WORK INSTRUCTIONS
Find the word "extension" in the listing. Copy out each line where it occurs.

INPUT MATERIAL
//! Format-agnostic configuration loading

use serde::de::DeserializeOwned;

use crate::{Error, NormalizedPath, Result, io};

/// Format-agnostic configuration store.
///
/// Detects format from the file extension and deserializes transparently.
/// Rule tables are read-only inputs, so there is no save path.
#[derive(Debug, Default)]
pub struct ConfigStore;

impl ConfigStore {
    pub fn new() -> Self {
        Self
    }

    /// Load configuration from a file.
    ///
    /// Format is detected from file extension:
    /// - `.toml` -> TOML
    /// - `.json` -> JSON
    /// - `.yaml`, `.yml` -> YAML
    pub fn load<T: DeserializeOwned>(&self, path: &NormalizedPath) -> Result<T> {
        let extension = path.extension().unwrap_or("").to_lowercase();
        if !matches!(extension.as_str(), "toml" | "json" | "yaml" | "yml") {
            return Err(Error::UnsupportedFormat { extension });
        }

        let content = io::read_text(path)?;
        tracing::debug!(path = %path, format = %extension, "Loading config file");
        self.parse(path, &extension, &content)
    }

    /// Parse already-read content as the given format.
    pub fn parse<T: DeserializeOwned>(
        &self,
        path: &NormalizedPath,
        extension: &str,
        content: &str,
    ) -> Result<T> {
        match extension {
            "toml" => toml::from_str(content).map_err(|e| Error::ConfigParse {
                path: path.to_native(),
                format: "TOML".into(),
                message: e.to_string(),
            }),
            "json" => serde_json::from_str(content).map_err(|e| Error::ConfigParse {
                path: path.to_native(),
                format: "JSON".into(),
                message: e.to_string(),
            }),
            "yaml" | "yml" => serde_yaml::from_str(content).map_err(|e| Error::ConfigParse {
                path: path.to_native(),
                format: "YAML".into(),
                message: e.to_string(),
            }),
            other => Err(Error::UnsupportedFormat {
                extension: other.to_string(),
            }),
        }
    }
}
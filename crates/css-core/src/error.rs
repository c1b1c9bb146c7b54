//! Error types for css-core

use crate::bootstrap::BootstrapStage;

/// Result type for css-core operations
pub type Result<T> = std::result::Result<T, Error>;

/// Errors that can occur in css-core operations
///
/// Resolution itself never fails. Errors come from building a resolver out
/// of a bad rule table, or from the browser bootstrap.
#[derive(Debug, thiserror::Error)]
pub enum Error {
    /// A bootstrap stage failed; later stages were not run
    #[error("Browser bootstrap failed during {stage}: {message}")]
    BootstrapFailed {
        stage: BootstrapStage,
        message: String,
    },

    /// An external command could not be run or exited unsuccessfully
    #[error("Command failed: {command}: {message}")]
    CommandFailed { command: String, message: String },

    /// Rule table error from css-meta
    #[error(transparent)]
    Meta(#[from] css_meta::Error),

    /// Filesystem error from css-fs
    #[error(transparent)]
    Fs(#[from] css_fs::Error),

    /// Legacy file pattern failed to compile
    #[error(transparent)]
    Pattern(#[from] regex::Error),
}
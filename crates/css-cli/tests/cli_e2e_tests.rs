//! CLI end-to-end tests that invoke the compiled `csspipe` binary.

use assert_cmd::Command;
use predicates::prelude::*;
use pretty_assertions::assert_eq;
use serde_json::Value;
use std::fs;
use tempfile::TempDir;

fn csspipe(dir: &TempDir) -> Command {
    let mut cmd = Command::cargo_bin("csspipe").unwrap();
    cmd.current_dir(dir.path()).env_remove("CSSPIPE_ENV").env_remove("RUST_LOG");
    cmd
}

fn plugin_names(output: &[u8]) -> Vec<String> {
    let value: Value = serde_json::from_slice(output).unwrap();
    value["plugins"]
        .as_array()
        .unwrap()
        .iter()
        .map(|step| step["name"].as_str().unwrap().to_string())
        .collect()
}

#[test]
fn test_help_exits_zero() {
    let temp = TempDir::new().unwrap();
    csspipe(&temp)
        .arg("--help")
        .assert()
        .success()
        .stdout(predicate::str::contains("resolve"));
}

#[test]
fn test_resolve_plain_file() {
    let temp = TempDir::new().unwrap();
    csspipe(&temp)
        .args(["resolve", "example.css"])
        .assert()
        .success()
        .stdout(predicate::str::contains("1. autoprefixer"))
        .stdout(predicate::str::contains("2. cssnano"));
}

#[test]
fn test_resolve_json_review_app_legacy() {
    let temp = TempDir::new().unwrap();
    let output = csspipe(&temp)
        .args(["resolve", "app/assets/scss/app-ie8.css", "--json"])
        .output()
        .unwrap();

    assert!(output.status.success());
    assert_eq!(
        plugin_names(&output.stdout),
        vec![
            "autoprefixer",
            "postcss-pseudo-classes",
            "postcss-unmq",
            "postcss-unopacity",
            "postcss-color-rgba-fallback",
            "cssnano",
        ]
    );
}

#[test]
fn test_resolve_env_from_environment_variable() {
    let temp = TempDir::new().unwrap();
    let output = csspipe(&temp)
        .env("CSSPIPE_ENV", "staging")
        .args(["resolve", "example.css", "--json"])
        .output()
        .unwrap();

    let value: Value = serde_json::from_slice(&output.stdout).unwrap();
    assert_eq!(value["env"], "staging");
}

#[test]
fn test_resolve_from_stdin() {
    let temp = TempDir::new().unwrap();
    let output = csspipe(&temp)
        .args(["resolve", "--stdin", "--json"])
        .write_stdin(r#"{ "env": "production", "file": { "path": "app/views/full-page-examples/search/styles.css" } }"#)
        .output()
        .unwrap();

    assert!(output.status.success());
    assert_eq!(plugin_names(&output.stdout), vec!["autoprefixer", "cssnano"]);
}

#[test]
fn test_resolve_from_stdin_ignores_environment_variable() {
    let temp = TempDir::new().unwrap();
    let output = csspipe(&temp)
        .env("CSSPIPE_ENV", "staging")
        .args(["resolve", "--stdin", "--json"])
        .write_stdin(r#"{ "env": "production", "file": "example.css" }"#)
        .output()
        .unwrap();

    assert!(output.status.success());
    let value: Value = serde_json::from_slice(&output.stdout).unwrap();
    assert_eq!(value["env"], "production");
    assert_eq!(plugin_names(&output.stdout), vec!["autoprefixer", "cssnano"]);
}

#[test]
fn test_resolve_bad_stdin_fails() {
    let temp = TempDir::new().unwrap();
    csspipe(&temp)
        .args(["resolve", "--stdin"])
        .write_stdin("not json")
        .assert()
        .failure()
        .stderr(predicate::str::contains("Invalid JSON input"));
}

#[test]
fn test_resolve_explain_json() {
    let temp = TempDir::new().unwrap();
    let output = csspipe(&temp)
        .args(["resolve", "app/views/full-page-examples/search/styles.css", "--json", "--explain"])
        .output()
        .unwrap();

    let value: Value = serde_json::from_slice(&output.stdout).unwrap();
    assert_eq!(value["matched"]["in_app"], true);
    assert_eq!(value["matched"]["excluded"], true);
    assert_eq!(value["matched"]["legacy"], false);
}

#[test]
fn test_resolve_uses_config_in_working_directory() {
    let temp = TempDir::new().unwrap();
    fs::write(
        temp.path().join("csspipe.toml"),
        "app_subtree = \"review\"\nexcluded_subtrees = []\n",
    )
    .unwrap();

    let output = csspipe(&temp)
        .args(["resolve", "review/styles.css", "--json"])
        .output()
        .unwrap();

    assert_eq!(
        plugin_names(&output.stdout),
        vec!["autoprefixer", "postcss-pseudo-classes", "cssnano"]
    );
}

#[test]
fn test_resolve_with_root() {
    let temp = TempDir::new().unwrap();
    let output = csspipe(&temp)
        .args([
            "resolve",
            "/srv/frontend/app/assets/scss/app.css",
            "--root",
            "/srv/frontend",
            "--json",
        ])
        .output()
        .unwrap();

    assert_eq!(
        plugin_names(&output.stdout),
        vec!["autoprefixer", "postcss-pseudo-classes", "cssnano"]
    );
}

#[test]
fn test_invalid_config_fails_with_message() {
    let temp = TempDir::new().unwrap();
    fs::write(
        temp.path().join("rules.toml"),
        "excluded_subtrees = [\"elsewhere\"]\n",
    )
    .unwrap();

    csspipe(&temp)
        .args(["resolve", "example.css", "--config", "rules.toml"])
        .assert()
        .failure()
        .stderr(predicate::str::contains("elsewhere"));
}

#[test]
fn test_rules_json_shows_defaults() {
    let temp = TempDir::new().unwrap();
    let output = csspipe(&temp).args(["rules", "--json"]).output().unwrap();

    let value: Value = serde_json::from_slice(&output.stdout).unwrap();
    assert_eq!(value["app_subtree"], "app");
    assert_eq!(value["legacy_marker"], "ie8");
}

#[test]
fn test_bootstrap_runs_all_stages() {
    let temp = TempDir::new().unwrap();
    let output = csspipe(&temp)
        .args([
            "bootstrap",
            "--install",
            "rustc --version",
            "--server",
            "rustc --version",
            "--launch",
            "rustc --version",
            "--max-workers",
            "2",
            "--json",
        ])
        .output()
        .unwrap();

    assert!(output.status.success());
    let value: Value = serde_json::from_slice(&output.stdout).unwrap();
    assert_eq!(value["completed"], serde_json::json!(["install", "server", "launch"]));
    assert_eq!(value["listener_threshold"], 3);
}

COMPLETED TASK
/// Detects format from the file extension and deserializes transparently.
    /// Format is detected from file extension:
        let extension = path.extension().unwrap_or("").to_lowercase();
        if !matches!(extension.as_str(), "toml" | "json" | "yaml" | "yml") {
            return Err(Error::UnsupportedFormat { extension });
        tracing::debug!(path = %path, format = %extension, "Loading config file");
        self.parse(path, &extension, &content)
        extension: &str,
        match extension {
                extension: other.to_string(),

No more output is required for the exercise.